Open AccessProduction and purification of recombinant human interleukin‐6 secreted by the yeast Saccharomyces cerevisiae
Author(s) -
GUISEZ Yves,
TISON Bernard,
VANDEKERCKHOVE Joël,
DEMOLDER Jan,
BAUW Guy,
HAEGEMAN Guy,
FIERS Walter,
CONTRERAS Roland
Publication year - 1991
Publication title -
european journal of biochemistry
Language(s) - English
Resource type - Journals
eISSN - 1432-1033
pISSN - 0014-2956
DOI - 10.1111/j.1432-1033.1991.tb16004.x
Subject(s) - saccharomyces cerevisiae , secretion , signal peptide , protease , yeast , secretory protein , recombinant dna , mutant , biology , biochemistry , microbiology and biotechnology , gene , chemistry , enzyme
The coding region of the human interleukin‐6 (hIL6) gene was fused to the prepro secretion signal of the α‐mating factor gene in several yeast host strains. It was found that the KEX‐2 protease was unable to cleave the prepro‐Lys‐Arg‐Pro‐IL6 sequence, but that unspecific cleavage of the precursor protein had occurred. The prepro‐Lys‐Arg‐Ala‐Pro‐IL6 sequence, however, was correctly recognized and cleaved by the KEX‐2 protease, and IL6 was efficiently secreted into the culture medium.

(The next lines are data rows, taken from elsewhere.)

//! Job lifecycle controller: create, cancel, stop, start, delete.

use std::sync::Arc;

use chrono::Utc;
use serde::Serialize;
use thiserror::Error;
use tracing::{error, info, instrument, warn};

use bulkmsg_core::{DomainError, JobId, RecipientId, SenderId};
use bulkmsg_messaging::{
    BatchUnit, BulkJob, JobCommand, JobStatus, MessagePayload, NewBulkJob, RecipientSelection,
    batch_count, partition,
};

use crate::config::EngineConfig;
use crate::job_store::{JobRepository, JobStoreError};
use crate::queue::{Task, TaskQueue, TaskQueueError};

use super::ports::{RecipientResolver, ResolveError};

/// Result of a successful create.
#[derive(Debug, Clone, PartialEq, Eq, Serialize)]
pub struct CreatedJob {
    pub job_id: JobId,
    pub recipient_count: u64,
    pub batch_count: u64,
    pub message: String,
}

/// Result of an admin action. Precondition misses are outcomes, not errors.
#[derive(Debug, Clone, PartialEq, Eq, Serialize)]
#[serde(tag = "outcome", rename_all = "snake_case")]
pub enum ActionOutcome {
    Applied { message: String },
    NoMatchingState { message: String },
    NotFound,
}

impl ActionOutcome {
    fn no_matching_state(reason: impl std::fmt::Display) -> Self {
        ActionOutcome::NoMatchingState {
            message: reason.to_string(),
        }
    }

    pub fn is_applied(&self) -> bool {
        matches!(self, ActionOutcome::Applied { .. })
    }
}

#[derive(Debug, Error)]
pub enum EngineError {
    #[error(transparent)]
    Invalid(#[from] DomainError),

    #[error("No users match the current filters.")]
    NoRecipients,

    #[error("Too many recipients. The maximum allowed is {max}. Please narrow your filters.")]
    TooManyRecipients { count: usize, max: usize },

    #[error("recipient resolution failed: {0}")]
    Resolve(#[from] ResolveError),

    #[error("job store error: {0}")]
    Store(#[from] JobStoreError),

    #[error("dispatch failed: {0}")]
    Dispatch(#[from] TaskQueueError),
}

/// Owns every user-initiated transition of a job record.
pub struct LifecycleController {
    jobs: Arc<dyn JobRepository>,
    queue: Arc<dyn TaskQueue>,
    resolver: Arc<dyn RecipientResolver>,
    config: EngineConfig,
}

impl LifecycleController {
    pub fn new(
        jobs: Arc<dyn JobRepository>,
        queue: Arc<dyn TaskQueue>,
        resolver: Arc<dyn RecipientResolver>,
        config: EngineConfig,
    ) -> Self {
        Self {
            jobs,
            queue,
            resolver,
            config,
        }
    }

    pub fn config(&self) -> &EngineConfig {
        &self.config
    }

    /// Resolve `selection` and create a job for the result.
    pub async fn create_for_selection(
        &self,
        payload: MessagePayload,
        sender_id: SenderId,
        selection: RecipientSelection,
        filter_description: Option<String>,
    ) -> Result<CreatedJob, EngineError> {
        let recipients = self.resolver.resolve(&selection).await?;
        self.create(NewBulkJob {
            payload,
            sender_id,
            selection,
            filter_description,
            recipients,
        })
        .await
    }

    /// Create a queued job for an already-resolved recipient list and dispatch every batch.
    #[instrument(skip(self, request), fields(sender_id = %request.sender_id), err)]
    pub async fn create(&self, request: NewBulkJob) -> Result<CreatedJob, EngineError> {
        let recipients = request.unique_recipients();
        if recipients.is_empty() {
            return Err(EngineError::NoRecipients);
        }
        if self.config.exceeds_max_recipients(recipients.len()) {
            return Err(EngineError::TooManyRecipients {
                count: recipients.len(),
                max: self.config.max_recipients,
            });
        }

        let job = BulkJob::queued(
            JobId::new(),
            &request,
            recipients.len() as u64,
            self.config.batch_size,
            Utc::now(),
        )?;
        self.jobs.insert(&job).await?;

        info!(
            job_id = %job.id,
            sender_id = %job.sender_id,
            recipients = job.recipient_count,
            subject = %job.payload.subject,
            "bulk message queued"
        );

        let units = partition(
            job.id,
            job.run,
            &recipients,
            self.config.batch_size,
            &job.payload,
            job.sender_id,
        );
        self.dispatch(&job, units).await?;

        Ok(CreatedJob {
            job_id: job.id,
            recipient_count: job.recipient_count,
            batch_count: job.remaining_batches,
            message: format!(
                "Bulk message has been queued for delivery to {} user(s).",
                job.recipient_count
            ),
        })
    }

    /// Queued -> Cancelled, then purge the job's pending units.
    #[instrument(skip(self), fields(job_id = %id), err)]
    pub async fn cancel(&self, id: JobId) -> Result<ActionOutcome, EngineError> {
        let outcome = self
            .transition(id, JobCommand::Cancel { at: Utc::now() }, || {
                "Bulk message has been cancelled and pending tasks removed.".to_string()
            })
            .await?;
        if outcome.is_applied() {
            self.purge(id)?;
        }
        Ok(outcome)
    }

    /// Processing -> Stopped, then purge the job's pending units. Running units finish.
    #[instrument(skip(self), fields(job_id = %id), err)]
    pub async fn stop(&self, id: JobId) -> Result<ActionOutcome, EngineError> {
        let outcome = self
            .transition(id, JobCommand::Stop { at: Utc::now() }, || {
                "Bulk message has been stopped. Messages already sent remain delivered.".to_string()
            })
            .await?;
        if outcome.is_applied() {
            self.purge(id)?;
        }
        Ok(outcome)
    }

    /// Failed or Stopped -> Queued with a fresh run against the re-resolved selection.
    #[instrument(skip(self), fields(job_id = %id), err)]
    pub async fn start(&self, id: JobId) -> Result<ActionOutcome, EngineError> {
        let Some(job) = self.jobs.load(id).await? else {
            return Ok(ActionOutcome::NotFound);
        };
        if !matches!(job.status, JobStatus::Failed | JobStatus::Stopped) {
            return Ok(ActionOutcome::no_matching_state(DomainError::invalid_state(format!(
                "start requires a failed or stopped job, job is {}",
                job.status
            ))));
        }

        let recipients = dedup(self.resolver.resolve(&job.selection).await?);
        if recipients.is_empty() {
            return Err(EngineError::NoRecipients);
        }

        let batches = batch_count(recipients.len(), self.config.batch_size) as u64;
        let command = JobCommand::Restart {
            recipient_count: recipients.len() as u64,
            batch_count: batches,
        };
        let restarted = match self.jobs.execute(id, command).await {
            Ok(Some(executed)) => executed.job,
            Ok(None) => return Ok(ActionOutcome::NotFound),
            Err(e) if e.is_no_matching_state() => return Ok(ActionOutcome::no_matching_state(e)),
            Err(e) => return Err(e.into()),
        };

        // Leftovers of the previous run would only be discarded as stale.
        self.purge(id)?;

        let units = partition(
            restarted.id,
            restarted.run,
            &recipients,
            self.config.batch_size,
            &restarted.payload,
            restarted.sender_id,
        );
        self.dispatch(&restarted, units).await?;

        info!(job_id = %id, run = restarted.run, recipients = restarted.recipient_count, "bulk message restarted");

        Ok(ActionOutcome::Applied {
            message: format!(
                "Message has been re-queued for delivery to {} user(s).",
                restarted.recipient_count
            ),
        })
    }

    /// Delete a terminal job record and purge any residual units.
    #[instrument(skip(self), fields(job_id = %id), err)]
    pub async fn delete(&self, id: JobId) -> Result<ActionOutcome, EngineError> {
        match self.jobs.delete_terminal(id).await {
            Ok(Some(_)) => {
                self.purge(id)?;
                info!(job_id = %id, "bulk message deleted");
                Ok(ActionOutcome::Applied {
                    message: "Message log entry has been deleted.".to_string(),
                })
            }
            Ok(None) => Ok(ActionOutcome::NotFound),
            Err(e) if e.is_no_matching_state() => Ok(ActionOutcome::no_matching_state(e)),
            Err(e) => Err(e.into()),
        }
    }

    async fn transition(
        &self,
        id: JobId,
        command: JobCommand,
        message: impl FnOnce() -> String,
    ) -> Result<ActionOutcome, EngineError> {
        match self.jobs.execute(id, command).await {
            Ok(Some(executed)) => {
                info!(job_id = %id, status = %executed.job.status, "bulk message transitioned");
                Ok(ActionOutcome::Applied { message: message() })
            }
            Ok(None) => Ok(ActionOutcome::NotFound),
            Err(e) if e.is_no_matching_state() => Ok(ActionOutcome::no_matching_state(e)),
            Err(e) => Err(e.into()),
        }
    }

    fn purge(&self, id: JobId) -> Result<usize, EngineError> {
        let purged = self.queue.purge_pending(id)?;
        if purged > 0 {
            info!(job_id = %id, purged, "pending batches purged");
        }
        Ok(purged)
    }

    /// Enqueue every unit. If the queue refuses one, the run cannot finish:
    /// drop what was enqueued and fail the job so it can be restarted.
    async fn dispatch(&self, job: &BulkJob, units: Vec<BatchUnit>) -> Result<(), EngineError> {
        for unit in units {
            let task = Task::new(unit).with_retry_policy(self.config.retry_policy.clone());
            if let Err(e) = self.queue.enqueue(task) {
                error!(job_id = %job.id, error = %e, "failed to enqueue batch");
                if let Err(purge_err) = self.queue.purge_pending(job.id) {
                    warn!(job_id = %job.id, error = %purge_err, "failed to purge after dispatch failure");
                }
                let fail = JobCommand::Fail {
                    run: job.run,
                    reason: format!("dispatch failed: {e}"),
                    at: Utc::now(),
                };
                if let Err(fail_err) = self.jobs.execute(job.id, fail).await {
                    warn!(job_id = %job.id, error = %fail_err, "failed to mark job failed");
                }
                return Err(e.into());
            }
        }
        Ok(())
    }
}

fn dedup(recipients: Vec<RecipientId>) -> Vec<RecipientId> {
    let mut seen = std::collections::HashSet::with_capacity(recipients.len());
    recipients.into_iter().filter(|r| seen.insert(*r)).collect()
}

The N‐terminal Ala‐Pro peptide was removed during processing by wild‐type yeast strains, but was retained in a ste13 mutant. IL6 as well as the aberrant proteins were not glycosylated. The transformed cells could secrete up to 30 μg/ml IL6. The protein was purified from the medium to homogeneity by ion‐exchange chromatography and gel filtration, and had a specific activity of about 2 × 10 8 IU/mg in a proliferation assay.